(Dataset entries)
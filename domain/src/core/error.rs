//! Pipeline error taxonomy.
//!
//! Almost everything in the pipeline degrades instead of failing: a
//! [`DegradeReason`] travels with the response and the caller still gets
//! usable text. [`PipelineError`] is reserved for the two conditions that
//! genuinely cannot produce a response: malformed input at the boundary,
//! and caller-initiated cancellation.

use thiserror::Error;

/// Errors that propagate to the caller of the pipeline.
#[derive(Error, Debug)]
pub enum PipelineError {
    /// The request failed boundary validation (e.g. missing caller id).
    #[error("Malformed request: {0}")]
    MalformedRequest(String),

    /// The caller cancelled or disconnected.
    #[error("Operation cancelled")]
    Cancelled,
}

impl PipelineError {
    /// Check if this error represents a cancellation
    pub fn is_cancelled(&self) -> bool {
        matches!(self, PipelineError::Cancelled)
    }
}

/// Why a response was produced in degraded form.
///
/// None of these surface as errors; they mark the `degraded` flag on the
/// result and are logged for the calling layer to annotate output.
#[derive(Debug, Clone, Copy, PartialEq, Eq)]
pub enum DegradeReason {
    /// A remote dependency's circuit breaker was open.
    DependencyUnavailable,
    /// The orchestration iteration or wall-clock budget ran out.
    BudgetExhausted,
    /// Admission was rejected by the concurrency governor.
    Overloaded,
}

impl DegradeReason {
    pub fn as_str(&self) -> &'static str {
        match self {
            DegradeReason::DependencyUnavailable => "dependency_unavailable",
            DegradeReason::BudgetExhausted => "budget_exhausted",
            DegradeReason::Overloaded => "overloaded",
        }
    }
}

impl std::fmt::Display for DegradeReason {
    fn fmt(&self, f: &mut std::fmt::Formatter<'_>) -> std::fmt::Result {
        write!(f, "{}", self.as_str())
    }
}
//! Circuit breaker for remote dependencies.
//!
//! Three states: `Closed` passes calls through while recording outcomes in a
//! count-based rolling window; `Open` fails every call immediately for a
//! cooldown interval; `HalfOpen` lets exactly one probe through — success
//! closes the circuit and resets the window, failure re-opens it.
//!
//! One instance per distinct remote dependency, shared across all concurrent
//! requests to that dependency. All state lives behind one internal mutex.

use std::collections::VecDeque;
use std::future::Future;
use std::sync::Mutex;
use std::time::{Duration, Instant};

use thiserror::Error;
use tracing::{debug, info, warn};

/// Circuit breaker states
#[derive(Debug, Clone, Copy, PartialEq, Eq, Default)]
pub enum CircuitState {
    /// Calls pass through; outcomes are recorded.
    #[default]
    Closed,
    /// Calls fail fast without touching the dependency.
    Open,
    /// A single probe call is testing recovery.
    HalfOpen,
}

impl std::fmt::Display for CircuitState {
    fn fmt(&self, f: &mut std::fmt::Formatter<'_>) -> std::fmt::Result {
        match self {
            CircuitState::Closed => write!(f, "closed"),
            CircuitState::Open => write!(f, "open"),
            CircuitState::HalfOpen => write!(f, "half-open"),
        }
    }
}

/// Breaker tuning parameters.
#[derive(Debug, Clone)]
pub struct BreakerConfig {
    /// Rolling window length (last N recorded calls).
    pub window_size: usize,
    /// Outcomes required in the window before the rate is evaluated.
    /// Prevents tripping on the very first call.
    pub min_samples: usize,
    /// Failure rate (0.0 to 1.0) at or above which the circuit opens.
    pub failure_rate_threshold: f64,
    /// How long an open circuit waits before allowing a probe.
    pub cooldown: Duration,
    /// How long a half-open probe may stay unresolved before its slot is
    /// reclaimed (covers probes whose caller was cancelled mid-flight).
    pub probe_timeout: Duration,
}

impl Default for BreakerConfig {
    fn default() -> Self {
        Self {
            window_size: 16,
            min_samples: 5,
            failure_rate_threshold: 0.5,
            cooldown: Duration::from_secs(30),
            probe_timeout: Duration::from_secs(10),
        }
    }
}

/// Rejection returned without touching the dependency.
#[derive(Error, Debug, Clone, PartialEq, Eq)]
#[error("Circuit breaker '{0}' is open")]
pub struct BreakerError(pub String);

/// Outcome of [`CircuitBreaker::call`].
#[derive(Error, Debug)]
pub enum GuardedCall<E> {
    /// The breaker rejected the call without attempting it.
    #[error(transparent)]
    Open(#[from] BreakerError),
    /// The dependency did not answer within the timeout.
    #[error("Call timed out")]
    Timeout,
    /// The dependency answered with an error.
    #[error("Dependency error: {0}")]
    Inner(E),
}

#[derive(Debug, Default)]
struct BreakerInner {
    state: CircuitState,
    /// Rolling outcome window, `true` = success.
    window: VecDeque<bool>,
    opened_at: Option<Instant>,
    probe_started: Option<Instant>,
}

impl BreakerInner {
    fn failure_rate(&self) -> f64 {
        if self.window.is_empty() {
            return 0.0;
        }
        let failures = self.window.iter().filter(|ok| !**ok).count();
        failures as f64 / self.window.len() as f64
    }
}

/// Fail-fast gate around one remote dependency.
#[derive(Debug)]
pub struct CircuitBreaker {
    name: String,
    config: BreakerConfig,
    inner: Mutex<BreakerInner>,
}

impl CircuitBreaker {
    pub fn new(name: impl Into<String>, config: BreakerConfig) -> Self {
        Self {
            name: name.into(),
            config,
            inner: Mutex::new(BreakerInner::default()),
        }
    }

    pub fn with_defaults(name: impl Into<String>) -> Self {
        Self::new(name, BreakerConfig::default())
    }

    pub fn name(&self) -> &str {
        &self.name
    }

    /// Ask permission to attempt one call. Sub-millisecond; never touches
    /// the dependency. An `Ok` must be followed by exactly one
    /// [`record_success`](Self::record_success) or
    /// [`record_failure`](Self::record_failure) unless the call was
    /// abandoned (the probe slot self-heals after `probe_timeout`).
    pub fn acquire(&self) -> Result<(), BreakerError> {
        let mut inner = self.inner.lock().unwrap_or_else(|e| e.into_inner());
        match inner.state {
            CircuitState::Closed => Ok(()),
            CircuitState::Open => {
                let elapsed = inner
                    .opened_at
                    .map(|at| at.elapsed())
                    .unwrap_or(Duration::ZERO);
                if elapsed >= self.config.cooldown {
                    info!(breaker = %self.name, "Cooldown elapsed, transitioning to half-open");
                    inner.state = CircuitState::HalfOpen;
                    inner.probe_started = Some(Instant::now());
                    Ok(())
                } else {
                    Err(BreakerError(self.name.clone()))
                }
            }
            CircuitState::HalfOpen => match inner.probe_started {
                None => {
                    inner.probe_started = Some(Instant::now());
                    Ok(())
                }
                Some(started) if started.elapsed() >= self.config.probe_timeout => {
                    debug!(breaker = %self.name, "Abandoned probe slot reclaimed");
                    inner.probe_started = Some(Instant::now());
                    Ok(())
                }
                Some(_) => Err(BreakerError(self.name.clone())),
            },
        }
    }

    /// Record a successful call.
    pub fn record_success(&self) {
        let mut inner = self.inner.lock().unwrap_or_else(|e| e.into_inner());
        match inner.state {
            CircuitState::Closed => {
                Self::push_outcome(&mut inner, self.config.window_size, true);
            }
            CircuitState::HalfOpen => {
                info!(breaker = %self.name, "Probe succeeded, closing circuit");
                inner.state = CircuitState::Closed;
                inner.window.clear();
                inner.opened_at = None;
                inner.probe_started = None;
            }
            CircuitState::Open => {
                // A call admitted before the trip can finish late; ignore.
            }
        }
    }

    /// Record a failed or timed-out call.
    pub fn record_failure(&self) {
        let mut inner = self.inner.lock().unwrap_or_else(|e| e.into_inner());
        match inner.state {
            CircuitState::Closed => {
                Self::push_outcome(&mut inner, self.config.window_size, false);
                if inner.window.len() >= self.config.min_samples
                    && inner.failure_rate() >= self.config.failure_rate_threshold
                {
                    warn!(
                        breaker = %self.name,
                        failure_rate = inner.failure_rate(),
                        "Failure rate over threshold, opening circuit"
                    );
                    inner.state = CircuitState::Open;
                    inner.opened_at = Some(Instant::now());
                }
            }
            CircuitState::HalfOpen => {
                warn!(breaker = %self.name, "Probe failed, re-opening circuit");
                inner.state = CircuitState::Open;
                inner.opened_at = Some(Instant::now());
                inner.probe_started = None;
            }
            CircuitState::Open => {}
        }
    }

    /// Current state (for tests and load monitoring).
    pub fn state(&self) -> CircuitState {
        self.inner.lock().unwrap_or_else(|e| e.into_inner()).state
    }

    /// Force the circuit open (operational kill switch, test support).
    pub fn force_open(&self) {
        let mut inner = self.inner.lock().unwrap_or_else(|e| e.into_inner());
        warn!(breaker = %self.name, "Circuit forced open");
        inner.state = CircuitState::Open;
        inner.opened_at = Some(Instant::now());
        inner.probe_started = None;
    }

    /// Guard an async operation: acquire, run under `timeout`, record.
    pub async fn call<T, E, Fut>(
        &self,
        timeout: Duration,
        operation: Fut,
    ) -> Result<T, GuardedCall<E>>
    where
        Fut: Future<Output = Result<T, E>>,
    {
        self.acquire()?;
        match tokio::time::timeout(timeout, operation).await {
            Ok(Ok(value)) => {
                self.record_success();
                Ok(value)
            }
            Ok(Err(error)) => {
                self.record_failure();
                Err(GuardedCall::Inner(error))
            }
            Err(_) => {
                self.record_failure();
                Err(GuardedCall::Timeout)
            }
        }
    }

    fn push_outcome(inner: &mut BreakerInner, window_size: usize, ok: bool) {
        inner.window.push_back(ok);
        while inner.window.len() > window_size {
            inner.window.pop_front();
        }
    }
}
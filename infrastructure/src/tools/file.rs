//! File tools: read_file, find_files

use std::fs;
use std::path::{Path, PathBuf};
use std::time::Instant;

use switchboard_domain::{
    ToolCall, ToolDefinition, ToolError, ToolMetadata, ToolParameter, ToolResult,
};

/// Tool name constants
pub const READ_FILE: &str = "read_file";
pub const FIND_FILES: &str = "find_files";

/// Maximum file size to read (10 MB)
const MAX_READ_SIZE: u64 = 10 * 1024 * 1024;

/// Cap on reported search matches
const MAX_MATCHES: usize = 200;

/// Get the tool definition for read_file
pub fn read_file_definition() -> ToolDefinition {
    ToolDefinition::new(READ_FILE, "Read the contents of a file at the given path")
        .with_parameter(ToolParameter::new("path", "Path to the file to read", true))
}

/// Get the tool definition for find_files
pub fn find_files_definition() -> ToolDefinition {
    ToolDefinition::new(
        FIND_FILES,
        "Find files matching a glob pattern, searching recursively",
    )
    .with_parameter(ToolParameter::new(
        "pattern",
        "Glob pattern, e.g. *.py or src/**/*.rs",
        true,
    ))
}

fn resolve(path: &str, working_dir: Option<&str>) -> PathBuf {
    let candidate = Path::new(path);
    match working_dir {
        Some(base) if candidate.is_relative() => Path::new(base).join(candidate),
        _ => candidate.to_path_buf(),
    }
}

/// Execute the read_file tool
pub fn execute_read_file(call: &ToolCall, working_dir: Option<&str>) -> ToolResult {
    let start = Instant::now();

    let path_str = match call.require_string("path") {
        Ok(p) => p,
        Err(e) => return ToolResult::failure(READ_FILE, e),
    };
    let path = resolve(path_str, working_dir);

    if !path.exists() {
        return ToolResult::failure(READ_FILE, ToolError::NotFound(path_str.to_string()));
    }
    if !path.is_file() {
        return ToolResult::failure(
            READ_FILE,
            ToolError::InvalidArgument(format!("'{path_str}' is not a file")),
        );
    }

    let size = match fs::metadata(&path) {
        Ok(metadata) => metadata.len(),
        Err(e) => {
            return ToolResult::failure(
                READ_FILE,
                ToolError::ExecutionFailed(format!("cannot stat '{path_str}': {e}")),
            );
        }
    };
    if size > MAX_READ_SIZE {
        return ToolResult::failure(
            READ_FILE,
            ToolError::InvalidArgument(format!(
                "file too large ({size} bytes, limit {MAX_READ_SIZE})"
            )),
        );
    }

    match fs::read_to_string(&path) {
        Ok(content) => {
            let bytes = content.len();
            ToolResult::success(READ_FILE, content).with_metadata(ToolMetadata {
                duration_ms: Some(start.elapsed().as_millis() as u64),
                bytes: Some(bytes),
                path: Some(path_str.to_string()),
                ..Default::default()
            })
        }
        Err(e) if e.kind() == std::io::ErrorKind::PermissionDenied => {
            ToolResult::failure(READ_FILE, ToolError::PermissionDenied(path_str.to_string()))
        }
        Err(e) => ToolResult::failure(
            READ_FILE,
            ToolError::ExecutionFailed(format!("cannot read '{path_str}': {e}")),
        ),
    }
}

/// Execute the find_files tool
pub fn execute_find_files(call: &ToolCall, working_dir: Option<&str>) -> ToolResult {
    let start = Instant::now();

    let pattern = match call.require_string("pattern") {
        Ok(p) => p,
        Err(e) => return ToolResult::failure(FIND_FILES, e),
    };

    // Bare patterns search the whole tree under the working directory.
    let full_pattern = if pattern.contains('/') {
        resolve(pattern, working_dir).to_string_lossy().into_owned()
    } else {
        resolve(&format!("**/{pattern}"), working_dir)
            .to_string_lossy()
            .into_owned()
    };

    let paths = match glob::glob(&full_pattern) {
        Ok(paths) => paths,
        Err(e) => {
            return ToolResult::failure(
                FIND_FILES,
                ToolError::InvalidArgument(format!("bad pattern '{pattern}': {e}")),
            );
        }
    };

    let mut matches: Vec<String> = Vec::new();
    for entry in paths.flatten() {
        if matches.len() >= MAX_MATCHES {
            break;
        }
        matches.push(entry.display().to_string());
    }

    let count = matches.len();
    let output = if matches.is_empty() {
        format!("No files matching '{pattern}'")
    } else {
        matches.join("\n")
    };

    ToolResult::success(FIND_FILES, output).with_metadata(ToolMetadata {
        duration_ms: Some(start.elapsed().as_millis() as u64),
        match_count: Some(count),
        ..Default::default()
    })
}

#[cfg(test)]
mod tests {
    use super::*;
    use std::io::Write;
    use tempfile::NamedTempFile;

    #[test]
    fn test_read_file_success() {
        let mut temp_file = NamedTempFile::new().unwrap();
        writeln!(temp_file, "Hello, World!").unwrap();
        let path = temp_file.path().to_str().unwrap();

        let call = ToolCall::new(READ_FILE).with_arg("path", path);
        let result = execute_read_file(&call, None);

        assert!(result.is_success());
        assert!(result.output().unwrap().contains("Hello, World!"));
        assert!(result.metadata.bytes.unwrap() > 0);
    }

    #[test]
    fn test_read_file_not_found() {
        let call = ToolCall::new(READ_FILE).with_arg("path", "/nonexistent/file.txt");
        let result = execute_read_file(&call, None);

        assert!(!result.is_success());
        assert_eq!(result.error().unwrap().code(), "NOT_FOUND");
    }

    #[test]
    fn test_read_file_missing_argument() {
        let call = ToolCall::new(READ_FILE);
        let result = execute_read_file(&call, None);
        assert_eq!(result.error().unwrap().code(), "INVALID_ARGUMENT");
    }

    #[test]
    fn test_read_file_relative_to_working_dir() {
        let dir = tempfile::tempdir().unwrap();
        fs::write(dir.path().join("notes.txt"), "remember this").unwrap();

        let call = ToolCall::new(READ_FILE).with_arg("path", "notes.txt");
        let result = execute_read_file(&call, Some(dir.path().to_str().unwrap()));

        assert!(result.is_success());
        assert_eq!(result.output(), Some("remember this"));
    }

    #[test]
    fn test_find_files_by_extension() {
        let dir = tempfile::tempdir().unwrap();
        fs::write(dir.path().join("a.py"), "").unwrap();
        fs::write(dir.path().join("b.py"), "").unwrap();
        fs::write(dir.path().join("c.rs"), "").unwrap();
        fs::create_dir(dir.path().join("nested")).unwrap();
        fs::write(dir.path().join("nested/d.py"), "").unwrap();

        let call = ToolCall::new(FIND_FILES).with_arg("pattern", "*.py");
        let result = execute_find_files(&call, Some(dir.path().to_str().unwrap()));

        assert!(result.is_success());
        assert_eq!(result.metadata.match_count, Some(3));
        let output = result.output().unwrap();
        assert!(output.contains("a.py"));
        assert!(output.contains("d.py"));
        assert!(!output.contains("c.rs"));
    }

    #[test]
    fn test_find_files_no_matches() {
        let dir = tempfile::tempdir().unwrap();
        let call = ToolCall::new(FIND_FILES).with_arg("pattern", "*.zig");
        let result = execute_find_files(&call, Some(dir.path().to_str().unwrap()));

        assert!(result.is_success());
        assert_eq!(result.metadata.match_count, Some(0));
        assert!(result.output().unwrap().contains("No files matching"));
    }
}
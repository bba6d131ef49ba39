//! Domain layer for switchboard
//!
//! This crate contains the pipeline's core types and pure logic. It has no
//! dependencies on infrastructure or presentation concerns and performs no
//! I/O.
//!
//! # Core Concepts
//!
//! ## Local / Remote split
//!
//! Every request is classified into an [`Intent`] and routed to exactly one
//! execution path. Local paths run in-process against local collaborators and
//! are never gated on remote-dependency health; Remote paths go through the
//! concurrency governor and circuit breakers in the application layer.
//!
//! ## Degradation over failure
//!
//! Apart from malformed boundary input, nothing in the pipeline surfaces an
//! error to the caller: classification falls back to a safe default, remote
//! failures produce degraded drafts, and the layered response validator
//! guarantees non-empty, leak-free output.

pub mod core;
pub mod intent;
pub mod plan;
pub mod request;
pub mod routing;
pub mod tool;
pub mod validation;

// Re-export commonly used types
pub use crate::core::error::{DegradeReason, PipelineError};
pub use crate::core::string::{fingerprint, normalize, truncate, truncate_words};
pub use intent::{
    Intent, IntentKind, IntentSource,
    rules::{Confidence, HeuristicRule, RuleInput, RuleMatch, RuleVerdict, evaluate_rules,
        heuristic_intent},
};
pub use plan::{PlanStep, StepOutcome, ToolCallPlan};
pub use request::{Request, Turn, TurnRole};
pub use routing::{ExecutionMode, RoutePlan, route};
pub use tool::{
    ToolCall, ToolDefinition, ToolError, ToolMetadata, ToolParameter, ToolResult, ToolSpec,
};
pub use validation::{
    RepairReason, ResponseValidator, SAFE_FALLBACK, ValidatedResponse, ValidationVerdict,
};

▸ How to complete this task: Using the entries above, quote each line verbatim from the first through the line that contains "caller still gets".

▸ Result of this task:
filename domain/src/core/error.rs
//! Pipeline error taxonomy.
//!
//! Almost everything in the pipeline degrades instead of failing: a
//! [`DegradeReason`] travels with the response and the caller still gets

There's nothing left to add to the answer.